-- Problem to solve --
Please copy out the lines in the entries that contain "bool".

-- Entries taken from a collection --
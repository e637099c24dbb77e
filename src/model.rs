use std::collections::BTreeSet;

use serde::{Deserialize, Serialize};
use serde_json::Value;
use time::format_description::well_known::Rfc3339;
use time::OffsetDateTime;
use uuid::Uuid;

/// Shown when a turn completes without producing any content.
pub const EMPTY_RESPONSE_PLACEHOLDER: &str = "No response was generated.";

/// Client-side title fallback keeps this many characters of the first
/// user message.
pub const TITLE_TRUNCATION_CHARS: usize = 48;

#[derive(Debug, Clone, PartialEq, Eq, Serialize, Deserialize)]
pub struct Conversation {
    pub id: String,
    pub created_at: String,
    /// Set at most once, by the server title endpoint or by client-side
    /// truncation of the first user message.
    pub title: Option<String>,
}

impl Conversation {
    pub fn new() -> Self {
        Self {
            id: Uuid::new_v4().to_string(),
            created_at: OffsetDateTime::now_utc()
                .format(&Rfc3339)
                .unwrap_or_else(|_| String::new()),
            title: None,
        }
    }
}

impl Default for Conversation {
    fn default() -> Self {
        Self::new()
    }
}

#[derive(Debug, Clone, Copy, PartialEq, Eq, Serialize, Deserialize)]
#[serde(rename_all = "snake_case")]
pub enum Role {
    User,
    Assistant,
    Tool,
    System,
}

#[derive(Debug, Clone, Copy, PartialEq, Eq, Serialize, Deserialize)]
#[serde(rename_all = "snake_case")]
pub enum Feedback {
    Like,
    Dislike,
}

/// A recorded server-side tool invocation, kept for transcript display.
#[derive(Debug, Clone, PartialEq)]
pub struct RecordedToolCall {
    pub name: String,
    pub arguments: Value,
}

/// One transcript entry. At most one message per conversation has
/// `is_streaming = true`; its `content` and `thinking` grow append-only
/// until it is finalized.
#[derive(Debug, Clone, PartialEq)]
pub struct Message {
    pub id: Option<String>,
    pub conversation_id: String,
    pub role: Role,
    pub content: String,
    pub is_streaming: bool,
    pub thinking: Option<String>,
    pub plan: Option<String>,
    pub active_searches: BTreeSet<String>,
    pub completed_searches: BTreeSet<String>,
    pub completed_file_actions: BTreeSet<String>,
    pub deep_search_updates: Vec<String>,
    pub tool_calls: Vec<RecordedToolCall>,
    pub feedback: Option<Feedback>,
    pub generated_images: Vec<String>,
    pub is_generating_image: bool,
}

impl Message {
    pub fn user(conversation_id: impl Into<String>, content: impl Into<String>) -> Self {
        Self {
            id: None,
            conversation_id: conversation_id.into(),
            role: Role::User,
            content: content.into(),
            is_streaming: false,
            thinking: None,
            plan: None,
            active_searches: BTreeSet::new(),
            completed_searches: BTreeSet::new(),
            completed_file_actions: BTreeSet::new(),
            deep_search_updates: Vec::new(),
            tool_calls: Vec::new(),
            feedback: None,
            generated_images: Vec::new(),
            is_generating_image: false,
        }
    }

    /// Empty assistant message opened at the start of a turn.
    pub fn assistant_streaming(conversation_id: impl Into<String>) -> Self {
        Self {
            role: Role::Assistant,
            is_streaming: true,
            ..Self::user(conversation_id, "")
        }
    }
}

/// Why an in-flight message stopped streaming.
#[derive(Debug, Clone, Copy, PartialEq, Eq)]
pub enum FinalizeReason {
    Done,
    Error,
    Stopped,
    /// Paused for a tool-call consent verdict; the turn logically continues
    /// after resumption.
    Interrupted,
}

/// Client-side title fallback: first line of the seed, truncated on a char
/// boundary with an ellipsis.
pub fn truncate_title(seed: &str) -> String {
    let first_line = seed.lines().next().unwrap_or("").trim();
    if first_line.chars().count() <= TITLE_TRUNCATION_CHARS {
        return first_line.to_string();
    }

    let truncated: String = first_line.chars().take(TITLE_TRUNCATION_CHARS).collect();
    format!("{}…", truncated.trim_end())
}

#[cfg(test)]
mod tests {
    use super::{truncate_title, Conversation, Message, TITLE_TRUNCATION_CHARS};

    #[test]
    fn conversations_get_unique_ids() {
        let first = Conversation::new();
        let second = Conversation::new();
        assert_ne!(first.id, second.id);
        assert!(first.title.is_none());
    }

    #[test]
    fn short_titles_pass_through_untruncated() {
        assert_eq!(truncate_title("What is Rust?"), "What is Rust?");
    }

    #[test]
    fn long_titles_are_truncated_on_char_boundaries() {
        let seed = "é".repeat(200);
        let title = truncate_title(&seed);
        assert_eq!(title.chars().count(), TITLE_TRUNCATION_CHARS + 1);
        assert!(title.ends_with('…'));
    }

    #[test]
    fn title_fallback_uses_only_the_first_line() {
        assert_eq!(truncate_title("hello\nworld"), "hello");
    }

    #[test]
    fn assistant_messages_start_empty_and_streaming() {
        let message = Message::assistant_streaming("c1");
        assert!(message.is_streaming);
        assert!(message.content.is_empty());
        assert!(message.thinking.is_none());
    }
}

-- Task output --
    pub is_streaming: bool,
    pub is_generating_image: bool,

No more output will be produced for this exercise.